Mechanism Of Myocardial Damage In Burn And Blast Combined Injury

Heart failure due to burn-blast combined injury results in low-emission high-impedance type of systemic hemodynamic disorder, namely significant decreased cardiac output after injury. This study focused on myocardial apoptosis that caused the reduced number of cardiomyocytes, which may lead to decreased heart function. Rat model of sham, burn-blast combined injury (BB) and BB treated by Ac-DEVD-Cho was established, HE staining and transmission electron microscope was used to detected heart injury. And TUNEL staining was employed to measure myocardial apoptosis. Caspase activity assay kits were also used to analyze Caspase-3 and Caspase-12 activation. Left ventricular ejection fraction (LVEF) was measured using color Doppler ultrasound. Cultured myocardial cell H9C2 was treated with serum from sham or BB group with or without Ac-DEVD-Cho administration. Cell apoptosis was analyzed by flow cytometry, and endoplasmic and apoptotic related proteins were detected using Western blot assay. Compared with that in sham group, myocardial injury was obviously observed.
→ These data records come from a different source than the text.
//! Configuration.
//!
//! Layered precedence:
//!   1. CLI flags (applied by the caller after `load`)
//!   2. Environment variables
//!   3. `sge.toml` / `.sge/safety-config.json` (if present)
//!   4. Compiled defaults

use crate::finding::Severity;
use serde::{Deserialize, Serialize};
use std::collections::HashMap;
use std::path::Path;
use std::time::Duration;

/// Per-scanner override: enable/disable + severity escalation/demotion.
#[derive(Debug, Clone, Serialize, Deserialize)]
pub struct GuardrailOverride {
    #[serde(default = "default_true")]
    pub enabled: bool,
    pub severity: Severity,
    #[serde(default)]
    pub options: serde_json::Value,
}

fn default_true() -> bool {
    true
}

#[derive(Debug, Clone, Serialize, Deserialize)]
pub struct RollbackConfig {
    pub enabled: bool,
    pub auto_rollback_on_block: bool,
    pub create_checkpoints: bool,
}

impl Default for RollbackConfig {
    fn default() -> Self {
        Self {
            enabled: true,
            auto_rollback_on_block: true,
            create_checkpoints: true,
        }
    }
}

#[derive(Debug, Clone, Serialize, Deserialize)]
pub struct SandboxConfig {
    pub enabled: bool,
    pub image: String,
    pub cpu_fraction: f64,
    pub memory_bytes: u64,
    #[serde(with = "duration_secs")]
    pub timeout: Duration,
    pub network_isolation: bool,
    pub mount_workspace: bool,
}

impl Default for SandboxConfig {
    fn default() -> Self {
        Self {
            enabled: false,
            image: "sge-runner:latest".to_string(),
            cpu_fraction: 0.5,
            memory_bytes: 512 * 1024 * 1024,
            timeout: Duration::from_secs(60),
            network_isolation: true,
            mount_workspace: true,
        }
    }
}

mod duration_secs {
    use serde::{Deserialize, Deserializer, Serializer};
    use std::time::Duration;

    pub fn serialize<S: Serializer>(d: &Duration, s: S) -> Result<S::Ok, S::Error> {
        s.serialize_u64(d.as_secs())
    }

    pub fn deserialize<'de, D: Deserializer<'de>>(d: D) -> Result<Duration, D::Error> {
        Ok(Duration::from_secs(u64::deserialize(d)?))
    }
}

/// Full Config (§3), global with optional per-repository overrides.
#[derive(Debug, Clone, Serialize, Deserialize)]
pub struct Config {
    #[serde(default)]
    pub guardrails: HashMap<String, GuardrailOverride>,
    #[serde(default)]
    pub rollback: RollbackConfig,
    #[serde(default)]
    pub sandbox: SandboxConfig,
    #[serde(default)]
    pub per_repo_overrides: HashMap<String, PartialConfig>,
}

/// A partial config applied on top of the global config for one repository.
/// All fields optional; `None` means "inherit the global value".
#[derive(Debug, Clone, Default, Serialize, Deserialize)]
pub struct PartialConfig {
    #[serde(default)]
    pub guardrails: HashMap<String, GuardrailOverride>,
    pub rollback: Option<RollbackConfig>,
    pub sandbox: Option<SandboxConfig>,
}

impl Default for Config {
    fn default() -> Self {
        Self {
            guardrails: HashMap::new(),
            rollback: RollbackConfig::default(),
            sandbox: SandboxConfig::default(),
            per_repo_overrides: HashMap::new(),
        }
    }
}

impl Config {
    /// Merge a repo's partial override on top of this global config.
    /// Per-scanner guardrail entries are merged key-by-key so a repo only
    /// needs to name the scanners it wants to change.
    pub fn effective_for_repo(&self, repo_id: &str) -> Config {
        let mut merged = self.clone();
        if let Some(partial) = self.per_repo_overrides.get(repo_id) {
            for (id, over) in &partial.guardrails {
                merged.guardrails.insert(id.clone(), over.clone());
            }
            if let Some(rollback) = &partial.rollback {
                merged.rollback = rollback.clone();
            }
            if let Some(sandbox) = &partial.sandbox {
                merged.sandbox = sandbox.clone();
            }
        }
        merged
    }
}

// ---------------------------------------------------------------------------
// TOML loader (`sge.toml`)
// ---------------------------------------------------------------------------

#[derive(Debug, Deserialize)]
struct TomlConfig {
    #[serde(default)]
    guardrails: HashMap<String, GuardrailOverride>,
    rollback: Option<RollbackConfig>,
    sandbox: Option<SandboxConfig>,
    #[serde(default, rename = "per_repo")]
    per_repo_overrides: HashMap<String, PartialConfig>,
}

pub fn load_toml_config(path: &Path) -> crate::error::Result<Config> {
    let content = std::fs::read_to_string(path)?;
    let toml_cfg: TomlConfig = toml::from_str(&content)
        .map_err(|e| crate::error::SgeError::Configuration(format!("{}: {e}", path.display())))?;
    Ok(Config {
        guardrails: toml_cfg.guardrails,
        rollback: toml_cfg.rollback.unwrap_or_default(),
        sandbox: toml_cfg.sandbox.unwrap_or_default(),
        per_repo_overrides: toml_cfg.per_repo_overrides,
    })
}

/// Load `.sge/safety-config.json` — the machine-written alternate surface
/// (§6). A missing file is not an error; callers fall back to `sge.toml` or
/// compiled defaults.
pub fn load_json_config(path: &Path) -> crate::error::Result<Config> {
    let content = std::fs::read_to_string(path)?;
    let cfg: Config = serde_json::from_str(&content)?;
    Ok(cfg)
}

/// Apply environment variable overrides on top of a loaded config.
/// Env vars always win over file-based config.
fn apply_env_overrides(cfg: &mut Config) {
    if let Ok(v) = std::env::var("SGE_ROLLBACK_ENABLED") {
        if let Ok(b) = v.parse::<bool>() {
            cfg.rollback.enabled = b;
        }
    }
    if let Ok(v) = std::env::var("SGE_AUTO_ROLLBACK_ON_BLOCK") {
        if let Ok(b) = v.parse::<bool>() {
            cfg.rollback.auto_rollback_on_block = b;
        }
    }
    if let Ok(v) = std::env::var("SGE_SANDBOX_ENABLED") {
        if let Ok(b) = v.parse::<bool>() {
            cfg.sandbox.enabled = b;
        }
    }
    if let Ok(v) = std::env::var("SGE_SANDBOX_TIMEOUT_SECS") {
        if let Ok(secs) = v.parse::<u64>() {
            cfg.sandbox.timeout = Duration::from_secs(secs);
        }
    }
}

/// Build the effective `Config` for `repo_root`: `sge.toml` (or the legacy
/// `.sge/safety-config.json`) layered with env var overrides.
///
/// Precedence, highest wins: env vars > `sge.toml` > `.sge/safety-config.json`
/// > compiled defaults. The JSON surface is consulted only when no
/// `sge.toml` is present.
pub fn build_config(repo_root: &Path) -> crate::error::Result<Config> {
    let toml_path = repo_root.join("sge.toml");
    let json_path = repo_root.join(".sge").join("safety-config.json");

    let mut cfg = if toml_path.exists() {
        tracing::info!("loading config from {}", toml_path.display());
        load_toml_config(&toml_path)?
    } else if json_path.exists() {
        tracing::info!("loading config from {}", json_path.display());
        load_json_config(&json_path)?
    } else {
        tracing::info!("no config file found, using defaults");
        Config::default()
    };

    apply_env_overrides(&mut cfg);
    Ok(cfg)
}

#[cfg(test)]
mod tests {
    use super::*;

    #[test]
    fn default_config_matches_spec_defaults() {
        let cfg = Config::default();
        assert!(cfg.rollback.enabled);
        assert!(cfg.rollback.auto_rollback_on_block);
        assert!(!cfg.sandbox.enabled);
        assert_eq!(cfg.sandbox.cpu_fraction, 0.5);
        assert_eq!(cfg.sandbox.memory_bytes, 512 * 1024 * 1024);
        assert_eq!(cfg.sandbox.timeout, Duration::from_secs(60));
    }

    #[test]
    fn per_repo_override_merges_guardrails() {
        let mut cfg = Config::default();
        cfg.guardrails.insert(
            "secret_scanner".to_string(),
            GuardrailOverride {
                enabled: true,
                severity: Severity::Block,
                options: serde_json::Value::Null,
            },
        );
        let mut partial = PartialConfig::default();
        partial.guardrails.insert(
            "secret_scanner".to_string(),
            GuardrailOverride {
                enabled: false,
                severity: Severity::Warn,
                options: serde_json::Value::Null,
            },
        );
        cfg.per_repo_overrides.insert("repo-a".to_string(), partial);

        let effective = cfg.effective_for_repo("repo-a");
        let over = &effective.guardrails["secret_scanner"];
        assert!(!over.enabled);
        assert_eq!(over.severity, Severity::Warn);

        // Unrelated repo keeps the global setting.
        let unaffected = cfg.effective_for_repo("repo-b");
        assert!(unaffected.guardrails["secret_scanner"].enabled);
    }
}
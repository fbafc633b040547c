//! AI Code Review: post-execution scanner, default severity Warn.

use crate::finding::Finding;
use crate::providers::{AiModelProvider, ReviewCategory, ReviewResponse, ReviewSeverity};
use crate::types::Context;

const SYSTEM_PROMPT: &str = "You are a code reviewer. Respond with a JSON object: \
    {\"issues\": [{\"line\": N, \"severity\": \"critical|high|medium|low\", \"message\": \"...\", \
    \"category\": \"security|bug|performance|quality|documentation\"}], \"suggestions\": [\"...\"]}.";

/// Extracts the first `{ ... }` block from `body`, tolerating surrounding
/// prose or markdown fencing.
fn extract_json_object(body: &str) -> Option<&str> {
    let start = body.find('{')?;
    let mut depth = 0i32;
    for (offset, ch) in body[start..].char_indices() {
        match ch {
            '{' => depth += 1,
            '}' => {
                depth -= 1;
                if depth == 0 {
                    return Some(&body[start..start + offset + 1]);
                }
            }
            _ => {}
        }
    }
    None
}

pub async fn execute(ctx: &Context, provider: &dyn AiModelProvider) -> Finding {
    let Some(change_set) = ctx.change_set() else {
        return Finding::skipped("ai_review", "no change set available pre-execution");
    };

    let mut all_details = Vec::new();
    let mut all_suggestions = Vec::new();
    let mut any_critical = false;
    let mut any_high_or_medium = false;
    let mut any_parsed = false;

    for change in change_set.changes() {
        let user_prompt = format!(
            "Review the following change to `{}`:\n\n{}",
            change.path, change.new_content
        );

        let body = match provider.review(SYSTEM_PROMPT, &user_prompt, 2048).await {
            Ok(body) => body,
            Err(_) => continue,
        };

        let Some(json_slice) = extract_json_object(&body) else {
            continue;
        };

        let Ok(response) = serde_json::from_str::<ReviewResponse>(json_slice) else {
            continue;
        };

        any_parsed = true;
        for issue in &response.issues {
            match issue.severity {
                ReviewSeverity::Critical => any_critical = true,
                ReviewSeverity::High | ReviewSeverity::Medium => any_high_or_medium = true,
                ReviewSeverity::Low => {}
            }
            all_details.push(format!(
                "{}:{} [{:?}/{:?}] {}",
                change.path, issue.line, issue.severity, issue.category, issue.message
            ));
        }
        all_suggestions.extend(response.suggestions.clone());
    }

    if !any_parsed {
        return Finding::skipped("ai_review", "AI provider response unparsable or unavailable");
    }

    if any_critical {
        return Finding::failed(
            "ai_review",
            crate::finding::Severity::Block,
            "critical issue(s) reported by AI review",
            all_details,
            all_suggestions,
        );
    }

    if any_high_or_medium {
        return Finding::warning("ai_review", "issue(s) reported by AI review", all_details, all_suggestions);
    }

    Finding::passed("ai_review", "no significant issues reported")
}

#[allow(dead_code)]
fn category_label(c: ReviewCategory) -> &'static str {
    match c {
        ReviewCategory::Security => "security",
        ReviewCategory::Bug => "bug",
        ReviewCategory::Performance => "performance",
        ReviewCategory::Quality => "quality",
        ReviewCategory::Documentation => "documentation",
    }
}

#[cfg(test)]
mod tests {
    use super::*;
    use crate::types::{Change, ChangeSet};
    use async_trait::async_trait;
    use std::collections::HashMap;
    use std::path::PathBuf;

    struct FakeProvider(String);

    #[async_trait]
    impl AiModelProvider for FakeProvider {
        async fn review(&self, _s: &str, _u: &str, _m: u32) -> crate::error::Result<String> {
            Ok(self.0.clone())
        }
    }

    fn ctx() -> Context {
        Context::pre_execution("t", PathBuf::from("/repo"), HashMap::new()).with_change_set(ChangeSet::new(vec![Change {
            path: "src/a.ts".to_string(),
            new_content: "const x = 1;".to_string(),
            explanation: String::new(),
        }]))
    }

    #[tokio::test]
    async fn skips_on_non_json_body() {
        let provider = FakeProvider("I couldn't review this, sorry.".to_string());
        let finding = execute(&ctx(), &provider).await;
        assert_eq!(finding.status, crate::finding::Status::Skipped);
        assert!(!finding.is_blocking());
    }

    #[tokio::test]
    async fn extracts_json_despite_surrounding_prose() {
        let body = "Here you go:\n```json\n{\"issues\": [{\"line\": 1, \"severity\": \"critical\", \"message\": \"sql injection\", \"category\": \"security\"}], \"suggestions\": [\"parameterize\"]}\n```\nLet me know if you need more.";
        let provider = FakeProvider(body.to_string());
        let finding = execute(&ctx(), &provider).await;
        assert!(finding.is_blocking());
        assert!(finding.detail_lines[0].contains("sql injection"));
    }
}
//! Error taxonomy.

use thiserror::Error;

/// Top-level error type for the Guardrail Engine.
#[derive(Debug, Error)]
pub enum SgeError {
    #[error("configuration error: {0}")]
    Configuration(String),

    #[error("scanner '{scanner_id}' panicked internally: {message}")]
    ScannerInternal { scanner_id: String, message: String },

    #[error("provider error ({provider}): {message}")]
    Provider { provider: &'static str, message: String },

    #[error("checkpoint error: {0}")]
    Checkpoint(String),

    #[error("cancelled: {0}")]
    Cancellation(String),

    #[error("io error: {0}")]
    Io(#[from] std::io::Error),

    #[error("json error: {0}")]
    Json(#[from] serde_json::Error),

    #[error("toml error: {0}")]
    Toml(#[from] toml::de::Error),

    #[error("git error: {0}")]
    Git(#[from] git2::Error),
}

pub type Result<T> = std::result::Result<T, SgeError>;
Myocardial apoptosis was significantly increased and LVEF was remarkably suppressed. Activity of Caspase-3 and Caspase-12 was also activated. Ac-DVED-Cho administration could inhibit myocardial apoptosis and recover myocardial function. And protect myocardial cell H9C2 from BB serum induced apoptosis. Ac-DEVD-Cho administration serves a critical role in suppressing myocardial apoptosis and maintains myocardial function of rats with BB injury.